SUPPLIED MATERIAL: Begin

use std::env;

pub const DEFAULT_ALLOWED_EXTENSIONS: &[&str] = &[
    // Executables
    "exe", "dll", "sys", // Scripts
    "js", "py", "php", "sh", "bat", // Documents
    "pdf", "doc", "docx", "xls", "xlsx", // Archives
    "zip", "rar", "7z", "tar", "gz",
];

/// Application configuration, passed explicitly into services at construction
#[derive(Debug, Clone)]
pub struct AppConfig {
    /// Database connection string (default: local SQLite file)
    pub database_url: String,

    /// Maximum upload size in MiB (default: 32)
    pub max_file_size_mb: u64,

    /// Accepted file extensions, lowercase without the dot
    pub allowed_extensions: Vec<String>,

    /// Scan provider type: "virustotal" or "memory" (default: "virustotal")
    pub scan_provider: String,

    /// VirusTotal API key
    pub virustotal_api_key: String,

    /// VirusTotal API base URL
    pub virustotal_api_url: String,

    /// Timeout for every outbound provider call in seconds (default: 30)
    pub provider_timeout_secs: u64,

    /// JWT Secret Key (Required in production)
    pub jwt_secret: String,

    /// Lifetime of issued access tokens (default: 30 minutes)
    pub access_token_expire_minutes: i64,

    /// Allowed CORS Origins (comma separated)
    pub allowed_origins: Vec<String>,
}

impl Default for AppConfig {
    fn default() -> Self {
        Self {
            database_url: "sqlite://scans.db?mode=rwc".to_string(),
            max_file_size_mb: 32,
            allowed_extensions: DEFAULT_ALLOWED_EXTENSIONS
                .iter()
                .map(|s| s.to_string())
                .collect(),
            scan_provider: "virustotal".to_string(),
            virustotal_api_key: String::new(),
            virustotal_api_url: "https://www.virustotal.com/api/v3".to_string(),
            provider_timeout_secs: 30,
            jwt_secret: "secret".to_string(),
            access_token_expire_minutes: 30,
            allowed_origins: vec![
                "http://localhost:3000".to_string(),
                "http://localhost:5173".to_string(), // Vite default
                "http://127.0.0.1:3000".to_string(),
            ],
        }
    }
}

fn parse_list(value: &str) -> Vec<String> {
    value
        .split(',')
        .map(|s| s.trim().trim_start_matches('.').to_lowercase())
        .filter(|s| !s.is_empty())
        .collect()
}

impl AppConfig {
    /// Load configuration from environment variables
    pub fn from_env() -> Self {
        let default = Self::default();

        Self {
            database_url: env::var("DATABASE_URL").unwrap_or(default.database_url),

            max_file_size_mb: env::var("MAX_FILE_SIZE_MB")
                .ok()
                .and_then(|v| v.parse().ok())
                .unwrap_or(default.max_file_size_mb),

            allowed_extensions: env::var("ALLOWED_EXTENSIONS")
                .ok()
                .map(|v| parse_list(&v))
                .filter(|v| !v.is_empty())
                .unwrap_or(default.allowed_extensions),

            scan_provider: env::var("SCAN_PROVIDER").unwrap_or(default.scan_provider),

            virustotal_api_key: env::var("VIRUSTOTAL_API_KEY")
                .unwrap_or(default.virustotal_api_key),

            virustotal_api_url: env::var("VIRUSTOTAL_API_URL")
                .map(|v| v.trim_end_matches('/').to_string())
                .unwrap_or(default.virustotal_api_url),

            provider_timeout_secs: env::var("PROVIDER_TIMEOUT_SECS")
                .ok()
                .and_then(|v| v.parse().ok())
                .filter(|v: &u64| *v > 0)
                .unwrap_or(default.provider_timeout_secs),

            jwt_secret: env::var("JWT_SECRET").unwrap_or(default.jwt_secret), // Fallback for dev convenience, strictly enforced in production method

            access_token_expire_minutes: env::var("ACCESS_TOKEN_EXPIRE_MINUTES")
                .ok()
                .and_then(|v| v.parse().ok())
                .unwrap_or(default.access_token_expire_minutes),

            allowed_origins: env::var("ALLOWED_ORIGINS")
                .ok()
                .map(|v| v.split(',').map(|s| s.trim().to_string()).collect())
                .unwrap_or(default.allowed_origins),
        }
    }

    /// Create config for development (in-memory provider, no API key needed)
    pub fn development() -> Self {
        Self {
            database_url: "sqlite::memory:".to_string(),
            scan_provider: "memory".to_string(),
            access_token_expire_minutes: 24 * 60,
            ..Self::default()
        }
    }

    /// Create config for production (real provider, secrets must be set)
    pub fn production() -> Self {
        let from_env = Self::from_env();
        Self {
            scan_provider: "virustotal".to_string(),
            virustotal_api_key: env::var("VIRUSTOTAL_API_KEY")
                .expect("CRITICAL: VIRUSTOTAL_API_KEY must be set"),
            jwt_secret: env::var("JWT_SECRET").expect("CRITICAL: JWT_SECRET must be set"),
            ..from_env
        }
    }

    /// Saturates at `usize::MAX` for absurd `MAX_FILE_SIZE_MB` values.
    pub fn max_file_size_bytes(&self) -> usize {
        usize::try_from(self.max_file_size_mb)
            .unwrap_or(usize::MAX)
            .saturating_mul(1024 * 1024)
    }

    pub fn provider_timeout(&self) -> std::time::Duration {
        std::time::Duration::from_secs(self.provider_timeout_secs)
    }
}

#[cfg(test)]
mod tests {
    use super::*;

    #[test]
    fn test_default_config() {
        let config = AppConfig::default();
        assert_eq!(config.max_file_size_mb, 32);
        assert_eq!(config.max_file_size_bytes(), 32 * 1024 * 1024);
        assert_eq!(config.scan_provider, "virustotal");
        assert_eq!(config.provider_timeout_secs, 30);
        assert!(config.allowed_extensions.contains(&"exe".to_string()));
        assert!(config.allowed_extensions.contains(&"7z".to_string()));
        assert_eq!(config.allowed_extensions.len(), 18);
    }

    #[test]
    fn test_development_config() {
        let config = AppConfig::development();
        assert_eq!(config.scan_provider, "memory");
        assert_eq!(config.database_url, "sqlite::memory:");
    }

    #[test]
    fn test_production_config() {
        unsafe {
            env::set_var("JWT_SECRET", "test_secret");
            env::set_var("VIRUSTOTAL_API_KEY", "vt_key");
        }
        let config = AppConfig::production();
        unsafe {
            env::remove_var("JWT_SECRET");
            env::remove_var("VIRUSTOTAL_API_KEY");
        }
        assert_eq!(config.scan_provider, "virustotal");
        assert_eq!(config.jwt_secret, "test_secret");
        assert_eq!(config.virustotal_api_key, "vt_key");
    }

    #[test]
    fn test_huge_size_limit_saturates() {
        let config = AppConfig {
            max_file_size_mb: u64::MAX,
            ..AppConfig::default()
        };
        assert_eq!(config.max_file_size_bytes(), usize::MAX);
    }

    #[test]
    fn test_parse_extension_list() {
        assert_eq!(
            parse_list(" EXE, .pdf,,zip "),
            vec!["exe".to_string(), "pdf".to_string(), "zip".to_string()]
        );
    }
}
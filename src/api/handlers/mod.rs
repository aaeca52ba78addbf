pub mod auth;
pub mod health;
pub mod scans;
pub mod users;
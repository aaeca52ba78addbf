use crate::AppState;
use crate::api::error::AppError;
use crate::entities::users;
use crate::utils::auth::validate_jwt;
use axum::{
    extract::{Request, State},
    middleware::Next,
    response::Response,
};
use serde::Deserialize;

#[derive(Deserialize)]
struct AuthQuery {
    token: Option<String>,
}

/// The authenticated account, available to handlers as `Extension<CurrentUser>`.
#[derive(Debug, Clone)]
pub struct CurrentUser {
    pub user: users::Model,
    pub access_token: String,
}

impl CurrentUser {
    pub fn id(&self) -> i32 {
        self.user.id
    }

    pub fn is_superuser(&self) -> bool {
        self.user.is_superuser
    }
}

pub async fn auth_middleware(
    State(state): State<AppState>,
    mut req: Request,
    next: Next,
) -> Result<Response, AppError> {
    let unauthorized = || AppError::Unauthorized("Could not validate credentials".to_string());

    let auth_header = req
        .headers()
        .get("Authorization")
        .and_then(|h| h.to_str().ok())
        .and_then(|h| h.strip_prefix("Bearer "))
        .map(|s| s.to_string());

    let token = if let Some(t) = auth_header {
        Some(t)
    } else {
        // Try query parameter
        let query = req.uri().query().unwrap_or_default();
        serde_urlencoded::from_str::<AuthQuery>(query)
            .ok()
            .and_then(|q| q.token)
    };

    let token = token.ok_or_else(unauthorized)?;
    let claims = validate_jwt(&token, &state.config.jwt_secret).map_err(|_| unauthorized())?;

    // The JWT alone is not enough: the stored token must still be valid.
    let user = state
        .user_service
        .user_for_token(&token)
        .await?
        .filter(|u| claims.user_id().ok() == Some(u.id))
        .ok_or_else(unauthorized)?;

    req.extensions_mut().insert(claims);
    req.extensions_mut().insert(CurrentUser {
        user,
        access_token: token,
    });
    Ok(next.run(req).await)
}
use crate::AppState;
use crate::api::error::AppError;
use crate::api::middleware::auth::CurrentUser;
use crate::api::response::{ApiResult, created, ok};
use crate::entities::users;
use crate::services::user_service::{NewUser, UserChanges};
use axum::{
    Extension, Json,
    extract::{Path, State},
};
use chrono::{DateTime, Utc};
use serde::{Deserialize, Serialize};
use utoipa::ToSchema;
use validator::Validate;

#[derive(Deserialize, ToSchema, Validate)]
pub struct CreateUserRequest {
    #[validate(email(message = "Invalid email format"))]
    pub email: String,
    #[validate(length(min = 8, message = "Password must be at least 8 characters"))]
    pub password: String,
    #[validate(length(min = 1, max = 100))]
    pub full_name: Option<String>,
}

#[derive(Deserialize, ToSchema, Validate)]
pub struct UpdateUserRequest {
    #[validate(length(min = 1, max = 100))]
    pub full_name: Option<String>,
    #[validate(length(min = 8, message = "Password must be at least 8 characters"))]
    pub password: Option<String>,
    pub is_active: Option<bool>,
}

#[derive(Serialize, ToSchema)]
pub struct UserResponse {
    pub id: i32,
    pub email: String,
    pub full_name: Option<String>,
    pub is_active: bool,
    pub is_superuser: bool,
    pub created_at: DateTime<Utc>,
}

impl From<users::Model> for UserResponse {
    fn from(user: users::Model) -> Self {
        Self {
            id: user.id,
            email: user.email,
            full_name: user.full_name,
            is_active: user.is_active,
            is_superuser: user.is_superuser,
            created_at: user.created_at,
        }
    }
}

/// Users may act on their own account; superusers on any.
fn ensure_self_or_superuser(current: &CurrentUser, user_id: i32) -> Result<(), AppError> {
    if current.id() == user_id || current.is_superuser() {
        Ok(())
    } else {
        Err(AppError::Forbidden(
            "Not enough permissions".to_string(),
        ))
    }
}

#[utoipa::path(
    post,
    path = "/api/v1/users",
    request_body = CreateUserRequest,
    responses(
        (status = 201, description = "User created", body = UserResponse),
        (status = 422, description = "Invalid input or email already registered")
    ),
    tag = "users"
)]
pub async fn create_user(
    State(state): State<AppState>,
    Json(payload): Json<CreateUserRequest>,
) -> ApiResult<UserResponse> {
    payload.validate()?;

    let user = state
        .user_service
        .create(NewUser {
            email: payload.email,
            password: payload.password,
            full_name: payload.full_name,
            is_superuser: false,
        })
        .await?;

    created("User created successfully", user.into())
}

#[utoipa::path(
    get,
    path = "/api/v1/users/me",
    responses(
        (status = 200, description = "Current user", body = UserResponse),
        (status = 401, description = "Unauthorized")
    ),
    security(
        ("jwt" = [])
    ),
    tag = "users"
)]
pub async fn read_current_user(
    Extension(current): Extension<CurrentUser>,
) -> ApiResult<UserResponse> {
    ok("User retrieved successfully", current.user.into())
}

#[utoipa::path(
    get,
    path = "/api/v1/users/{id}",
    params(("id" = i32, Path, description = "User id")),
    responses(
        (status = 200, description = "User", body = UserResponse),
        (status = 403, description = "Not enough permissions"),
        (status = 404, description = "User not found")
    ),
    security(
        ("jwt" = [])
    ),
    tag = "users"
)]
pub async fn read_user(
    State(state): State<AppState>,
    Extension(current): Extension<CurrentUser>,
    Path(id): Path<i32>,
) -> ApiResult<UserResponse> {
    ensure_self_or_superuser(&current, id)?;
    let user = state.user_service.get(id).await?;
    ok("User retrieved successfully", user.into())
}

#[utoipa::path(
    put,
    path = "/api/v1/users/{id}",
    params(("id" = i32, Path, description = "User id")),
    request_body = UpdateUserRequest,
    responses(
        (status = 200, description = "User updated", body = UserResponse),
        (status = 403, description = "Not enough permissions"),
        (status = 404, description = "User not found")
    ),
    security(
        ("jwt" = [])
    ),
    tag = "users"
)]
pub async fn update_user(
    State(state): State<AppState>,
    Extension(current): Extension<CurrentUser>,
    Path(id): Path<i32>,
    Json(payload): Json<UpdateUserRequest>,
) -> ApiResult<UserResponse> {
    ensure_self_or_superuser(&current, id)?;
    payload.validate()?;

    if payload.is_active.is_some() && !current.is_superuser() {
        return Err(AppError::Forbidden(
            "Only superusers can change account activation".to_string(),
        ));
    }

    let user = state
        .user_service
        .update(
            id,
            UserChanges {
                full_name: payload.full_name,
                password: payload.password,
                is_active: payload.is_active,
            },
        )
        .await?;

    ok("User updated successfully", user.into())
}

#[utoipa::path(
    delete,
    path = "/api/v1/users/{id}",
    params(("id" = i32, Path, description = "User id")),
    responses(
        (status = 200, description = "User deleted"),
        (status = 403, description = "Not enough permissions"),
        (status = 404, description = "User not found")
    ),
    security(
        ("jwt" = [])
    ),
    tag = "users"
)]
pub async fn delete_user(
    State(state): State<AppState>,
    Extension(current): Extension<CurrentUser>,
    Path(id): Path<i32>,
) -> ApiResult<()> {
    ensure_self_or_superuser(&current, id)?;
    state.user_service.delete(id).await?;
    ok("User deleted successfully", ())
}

SUPPLIED MATERIAL: End
SUPPLIED MATERIAL: Begin

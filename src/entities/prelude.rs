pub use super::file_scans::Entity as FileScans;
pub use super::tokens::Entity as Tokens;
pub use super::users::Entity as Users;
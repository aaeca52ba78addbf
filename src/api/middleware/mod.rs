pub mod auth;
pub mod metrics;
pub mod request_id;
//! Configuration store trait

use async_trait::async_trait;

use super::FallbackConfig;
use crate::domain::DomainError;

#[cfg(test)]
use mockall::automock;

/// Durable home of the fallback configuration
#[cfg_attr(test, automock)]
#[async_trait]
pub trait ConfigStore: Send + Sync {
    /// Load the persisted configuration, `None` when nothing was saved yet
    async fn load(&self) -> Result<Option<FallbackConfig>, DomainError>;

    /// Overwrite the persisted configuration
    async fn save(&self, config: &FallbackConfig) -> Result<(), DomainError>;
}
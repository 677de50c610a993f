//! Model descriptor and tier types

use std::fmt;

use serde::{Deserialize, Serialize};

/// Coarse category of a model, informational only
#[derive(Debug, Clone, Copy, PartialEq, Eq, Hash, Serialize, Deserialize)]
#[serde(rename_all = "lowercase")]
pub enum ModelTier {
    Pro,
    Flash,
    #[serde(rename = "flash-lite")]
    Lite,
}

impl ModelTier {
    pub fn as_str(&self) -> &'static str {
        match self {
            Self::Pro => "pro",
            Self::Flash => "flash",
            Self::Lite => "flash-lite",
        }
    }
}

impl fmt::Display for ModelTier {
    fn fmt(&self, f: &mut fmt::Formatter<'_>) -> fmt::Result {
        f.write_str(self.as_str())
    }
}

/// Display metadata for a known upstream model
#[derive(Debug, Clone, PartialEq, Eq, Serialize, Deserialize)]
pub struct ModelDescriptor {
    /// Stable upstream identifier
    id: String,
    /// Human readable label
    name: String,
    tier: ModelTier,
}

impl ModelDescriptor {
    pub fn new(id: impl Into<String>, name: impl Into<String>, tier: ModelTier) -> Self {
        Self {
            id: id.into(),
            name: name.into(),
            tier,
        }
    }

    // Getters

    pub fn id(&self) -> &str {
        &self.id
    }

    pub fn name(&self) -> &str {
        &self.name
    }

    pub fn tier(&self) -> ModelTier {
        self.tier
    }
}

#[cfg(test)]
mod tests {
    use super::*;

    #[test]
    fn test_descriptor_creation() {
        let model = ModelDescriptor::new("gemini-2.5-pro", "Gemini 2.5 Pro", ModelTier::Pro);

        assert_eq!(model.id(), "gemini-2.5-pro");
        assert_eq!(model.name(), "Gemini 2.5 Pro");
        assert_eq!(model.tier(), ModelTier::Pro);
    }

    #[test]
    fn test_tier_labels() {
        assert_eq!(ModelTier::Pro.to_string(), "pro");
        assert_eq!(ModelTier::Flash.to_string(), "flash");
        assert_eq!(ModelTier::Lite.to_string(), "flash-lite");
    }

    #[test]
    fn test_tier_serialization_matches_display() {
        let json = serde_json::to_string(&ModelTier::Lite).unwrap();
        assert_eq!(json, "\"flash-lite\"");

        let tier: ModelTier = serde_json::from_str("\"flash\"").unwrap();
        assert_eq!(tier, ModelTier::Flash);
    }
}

SUPPLIED MATERIAL: End
SUPPLIED MATERIAL: Begin

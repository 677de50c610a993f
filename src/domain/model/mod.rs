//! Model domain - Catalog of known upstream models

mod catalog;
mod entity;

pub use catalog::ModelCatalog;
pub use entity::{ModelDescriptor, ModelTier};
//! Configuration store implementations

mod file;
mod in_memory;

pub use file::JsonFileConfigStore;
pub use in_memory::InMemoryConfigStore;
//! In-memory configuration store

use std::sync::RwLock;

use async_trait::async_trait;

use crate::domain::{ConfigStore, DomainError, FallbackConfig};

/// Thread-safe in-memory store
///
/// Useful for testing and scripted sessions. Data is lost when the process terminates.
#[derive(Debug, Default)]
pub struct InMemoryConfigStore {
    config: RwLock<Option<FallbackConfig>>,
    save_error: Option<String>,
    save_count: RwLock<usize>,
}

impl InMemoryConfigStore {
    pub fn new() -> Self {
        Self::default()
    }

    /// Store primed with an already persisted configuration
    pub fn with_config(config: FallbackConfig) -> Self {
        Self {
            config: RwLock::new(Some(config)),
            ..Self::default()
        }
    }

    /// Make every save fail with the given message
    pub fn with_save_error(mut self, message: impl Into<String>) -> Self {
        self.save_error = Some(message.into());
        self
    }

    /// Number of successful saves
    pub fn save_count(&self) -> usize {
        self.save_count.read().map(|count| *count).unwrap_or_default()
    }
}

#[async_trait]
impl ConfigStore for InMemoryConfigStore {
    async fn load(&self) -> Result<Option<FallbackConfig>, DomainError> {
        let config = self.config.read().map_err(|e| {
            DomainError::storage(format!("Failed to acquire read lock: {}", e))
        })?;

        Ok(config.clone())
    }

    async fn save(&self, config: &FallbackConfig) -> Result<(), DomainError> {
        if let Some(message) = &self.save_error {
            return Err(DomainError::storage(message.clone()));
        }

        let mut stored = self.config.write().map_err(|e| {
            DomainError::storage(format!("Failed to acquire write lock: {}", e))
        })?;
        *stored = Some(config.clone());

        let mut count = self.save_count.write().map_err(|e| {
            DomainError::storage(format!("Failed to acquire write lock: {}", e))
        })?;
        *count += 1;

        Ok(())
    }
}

SUPPLIED MATERIAL: End

### WHAT THIS TASK INVOLVES
Across the entries, work out how many lines hold the word "ToSchema". Reply with that number only.

### RESPONSE TO THIS EXERCISE
4